Economic Library Lending

I’ve always thought that libraries needed tiers for their patrons.  If a patron decided that they wanted access to books, movies, and other library materials and resources sooner than others they could pay a regular fee and they would get the first chance to reserve new materials.   My guess for the reasons that this hasn’t happened are similar to those reasons that college football students don’t get paid; it’s a publicly supported service and people aren’t comfortable allowing some market forces to enter those areas.

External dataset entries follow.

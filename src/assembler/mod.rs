/*
Copyright 2025 Connor Nolan

Licensed under the Apache License, Version 2.0 (the "License");
you may not use this file except in compliance with the License.
You may obtain a copy of the License at

    http://www.apache.org/licenses/LICENSE-2.0

Unless required by applicable law or agreed to in writing, software
distributed under the License is distributed on an "AS IS" BASIS,
WITHOUT WARRANTIES OR CONDITIONS OF ANY KIND, either express or implied.
See the License for the specific language governing permissions and
limitations under the License.
*/

//! Two-pass assembler: turns a set of source units (plus their transitive
//! `.import`s) into one byte buffer per declared segment, alongside the
//! resolved export table and entrypoint registers the linker needs.

mod context;
pub(crate) mod encoder;
mod symbol_table;

use std::collections::HashSet;
use std::path::{Path, PathBuf};
use std::rc::Rc;

use log::{debug, info};

use crate::ast::{Directive, Expr, Item, Location, SymbolResolver};
use crate::errors::AssemblyError;
use crate::file_reader::FileReader;
use crate::isa;
use crate::layout::{Layout, SegmentDecl};
use crate::parser;

use context::{Context, Resolver};
use symbol_table::SymbolTable;

fn is_local_name(name: &str) -> bool {
    name.starts_with("@.") || name.starts_with("$.")
}

fn internal_loc(file: &str) -> Location {
    Location::new(Rc::from(file), 0, 0, Rc::from(""))
}

/// A byte-length that doesn't depend on any symbol value, shared by pass 1
/// (to advance the cursor) and pass 2 (to know where the next item starts).
fn item_len(item: &Item) -> Result<u32, AssemblyError> {
    Ok(match item {
        Item::Label { .. } | Item::Equate { .. } => 0,
        Item::Directive(dir, _) => directive_len(dir),
        Item::Instruction(insn) => encoder::encoded_len(insn)?,
    })
}

fn directive_len(dir: &Directive) -> u32 {
    match dir {
        Directive::Db(exprs) => exprs.len() as u32,
        Directive::Dw(exprs) => exprs.len() as u32 * 2,
        Directive::LeString(bytes) => isa::encode_lestring(bytes).len() as u32,
        _ => 0,
    }
}

/// One fully assembled segment, ready for the linker.
pub struct AssembledSegment {
    pub name: String,
    pub vmaddr: u32,
    pub vmsize: u32,
    pub bytes: Vec<u8>,
}

pub struct AssembleOutput {
    pub segments: Vec<AssembledSegment>,
    /// Exported symbol name -> resolved value, sorted by name.
    pub symbols: Vec<(String, i64)>,
    /// The first layout entrypoint name that resolved, as (pc, call-dpc).
    pub entry: Option<(i64, i64)>,
}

It turns out my library already does offer certain users books ahead of others but it’s not money you need, it’s time. This fall I checked out 1,000 Dance with Dragons and I currently have the 800 page 11/22/63 both of which had two-week borrowing periods.  Two weeks!  With both Dragons and 11/22/63 I’ve read nothing else, watched very little television, listened to no podcasts, and neglected any chores related to a bathroom.  I was slighly perturbed, wondering why newly released books this long didn’t have an extended borrowing period but not anymore.

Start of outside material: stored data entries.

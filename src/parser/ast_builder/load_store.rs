/*
Copyright 2025 Connor Nolan

Licensed under the Apache License, Version 2.0 (the "License");
you may not use this file except in compliance with the License.
You may obtain a copy of the License at

    http://www.apache.org/licenses/LICENSE-2.0

Unless required by applicable law or agreed to in writing, software
distributed under the License is distributed on an "AS IS" BASIS,
WITHOUT WARRANTIES OR CONDITIONS OF ANY KIND, either express or implied.
See the License for the specific language governing permissions and
limitations under the License.
*/

//! Operand-shape building for MOV/CMP/RDC/WRC, the LDW/STW/LDB/STB
//! addressing forms, the pseudo `ADR`, and RDB/WRB port I/O.
//!
//! LDW/STW/LDB/STB's bracketed address splits across the operand bag as:
//! the in-bracket base register becomes `rd` (defaulting to `ZERO`, carried
//! only through the optional `DR(Rd)` prefix byte), the offset/absolute part
//! becomes `vy`, and the value register outside the brackets becomes `rx`.
//! `[Rd - Expr]` is sugar for a negated `vy`.

use crate::ast::{Expr, Location, OperandBag, UnOp};
use crate::errors::AssemblyError;

use super::operand_builders::{MemOperand, RawOperand};
use super::validators::*;

/// `MOV|CMP|RDC|WRC Rx, Vy` -- exactly two operands; RDC/WRC's `Vy` may
/// itself be a control register, which `want_reg_or_expr` already accepts
/// since register parsing tries the control-register bank too.
pub fn build_rxy(raws: &[RawOperand], loc: &Location) -> Result<OperandBag, AssemblyError> {
    want_arity(raws, 2, loc)?;
    let rx = want_reg(&raws[0], loc)?;
    let vy = want_reg_or_expr(&raws[1], loc)?;
    Ok(OperandBag { rx: Some(rx), vy: Some(vy), ..Default::default() })
}

/// `LDW|STW|LDB|STB Rx, [Rd + Vy | Rd - Expr | Vy]`.
pub fn build_mem(raws: &[RawOperand], loc: &Location) -> Result<OperandBag, AssemblyError> {
    want_arity(raws, 2, loc)?;
    let rx = want_reg(&raws[0], loc)?;
    let RawOperand::Mem(mem) = &raws[1] else {
        return Err(AssemblyError::SyntaxError {
            loc: loc.clone(),
            reason: "expected a bracketed memory address here".into(),
        });
    };
    let (rd, vy) = match mem {
        MemOperand::Plus(base, offset) => (Some(*base), offset.clone()),
        MemOperand::Minus(base, expr) => {
            let negated = Expr::Unary(UnOp::Neg, Box::new(expr.clone()));
            (Some(*base), crate::ast::RegOrExpr::Expr(negated))
        }
        MemOperand::Bare(offset) => (None, offset.clone()),
    };
    Ok(OperandBag { rd, rx: Some(rx), vy: Some(vy), ..Default::default() })
}

/// `ADR Rx, Label` -- lowers to `ADD Rx, PC, (Label - @PC@)`.
pub fn build_adr(raws: &[RawOperand], loc: &Location) -> Result<OperandBag, AssemblyError> {
    want_arity(raws, 2, loc)?;
    let rx = want_reg(&raws[0], loc)?;
    let target = want_expr(&raws[1], loc)?;
    Ok(OperandBag { rx: Some(rx), target: Some(target), ..Default::default() })
}

/// `RDB Rx[, (Port)]` -- port defaults to 0 when omitted.
pub fn build_rdb(raws: &[RawOperand], loc: &Location) -> Result<OperandBag, AssemblyError> {
    want_arity_range(raws, 1, 2, loc)?;
    let rx = want_reg(&raws[0], loc)?;
    let port = match raws.get(1) {
        Some(RawOperand::Port(expr)) => Some(expr.clone()),
        Some(_) => return Err(AssemblyError::SyntaxError { loc: loc.clone(), reason: "expected a '(Port)' operand".into() }),
        None => None,
    };
    Ok(OperandBag { rx: Some(rx), port, ..Default::default() })
}

/// `WRB [(Port),] V8` -- port defaults to 0 when omitted.
pub fn build_wrb(raws: &[RawOperand], loc: &Location) -> Result<OperandBag, AssemblyError> {
    want_arity_range(raws, 1, 2, loc)?;
    let (port, v8) = if raws.len() == 1 {
        (None, want_reg_or_expr(&raws[0], loc)?)
    } else {
        let RawOperand::Port(expr) = &raws[0] else {
            return Err(AssemblyError::SyntaxError { loc: loc.clone(), reason: "expected a '(Port)' operand".into() });
        };
        (Some(expr.clone()), want_reg_or_expr(&raws[1], loc)?)
    };
    Ok(OperandBag { port, v8: Some(v8), ..Default::default() })
}

#[cfg(test)]
mod tests {
    use super::*;
    use crate::ast::{BaseReg, RegOrExpr, RegRef};

    fn reg(num: u8) -> RawOperand {
        RawOperand::Reg(BaseReg::Gpr(RegRef { num, cross: false }))
    }

    fn loc() -> Location {
        Location::new("t".into(), 1, 1, "".into())
    }

    #[test]
    fn bare_address_leaves_rd_empty() {
        let bag = build_mem(&[reg(3), RawOperand::Mem(MemOperand::Bare(RegOrExpr::Expr(Expr::Num(0x10))))], &loc()).unwrap();
        assert!(bag.rd.is_none());
        assert_eq!(bag.rx.unwrap().num(), 3);
    }

    #[test]
    fn plus_address_sets_rd_from_base() {
        let base = BaseReg::Gpr(RegRef { num: 7, cross: false });
        let bag = build_mem(&[reg(3), RawOperand::Mem(MemOperand::Plus(base, RegOrExpr::Reg(reg_base(1))))], &loc()).unwrap();
        assert_eq!(bag.rd.unwrap().num(), 7);
    }

    #[test]
    fn minus_address_negates_the_offset() {
        let base = BaseReg::Gpr(RegRef { num: 7, cross: false });
        let bag = build_mem(&[reg(3), RawOperand::Mem(MemOperand::Minus(base, Expr::Num(4)))], &loc()).unwrap();
        match bag.vy {
            Some(RegOrExpr::Expr(Expr::Unary(UnOp::Neg, _))) => {}
            other => panic!("expected a negated expression, got {other:?}"),
        }
    }

    fn reg_base(num: u8) -> BaseReg {
        BaseReg::Gpr(RegRef { num, cross: false })
    }
}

With two-week borrowing limits the library is allowing those people who really want to read the book to have first access to it. Those are very likely the same people who would have paid a regular fee for the same availability.

I probably won’t finish 11/22/63 before I need to return it and whether I come back to it is unlikely, especially if I leave in one of the – frequent – dry spots, but I can appreciate what the library is doing whether it’s intentional or not.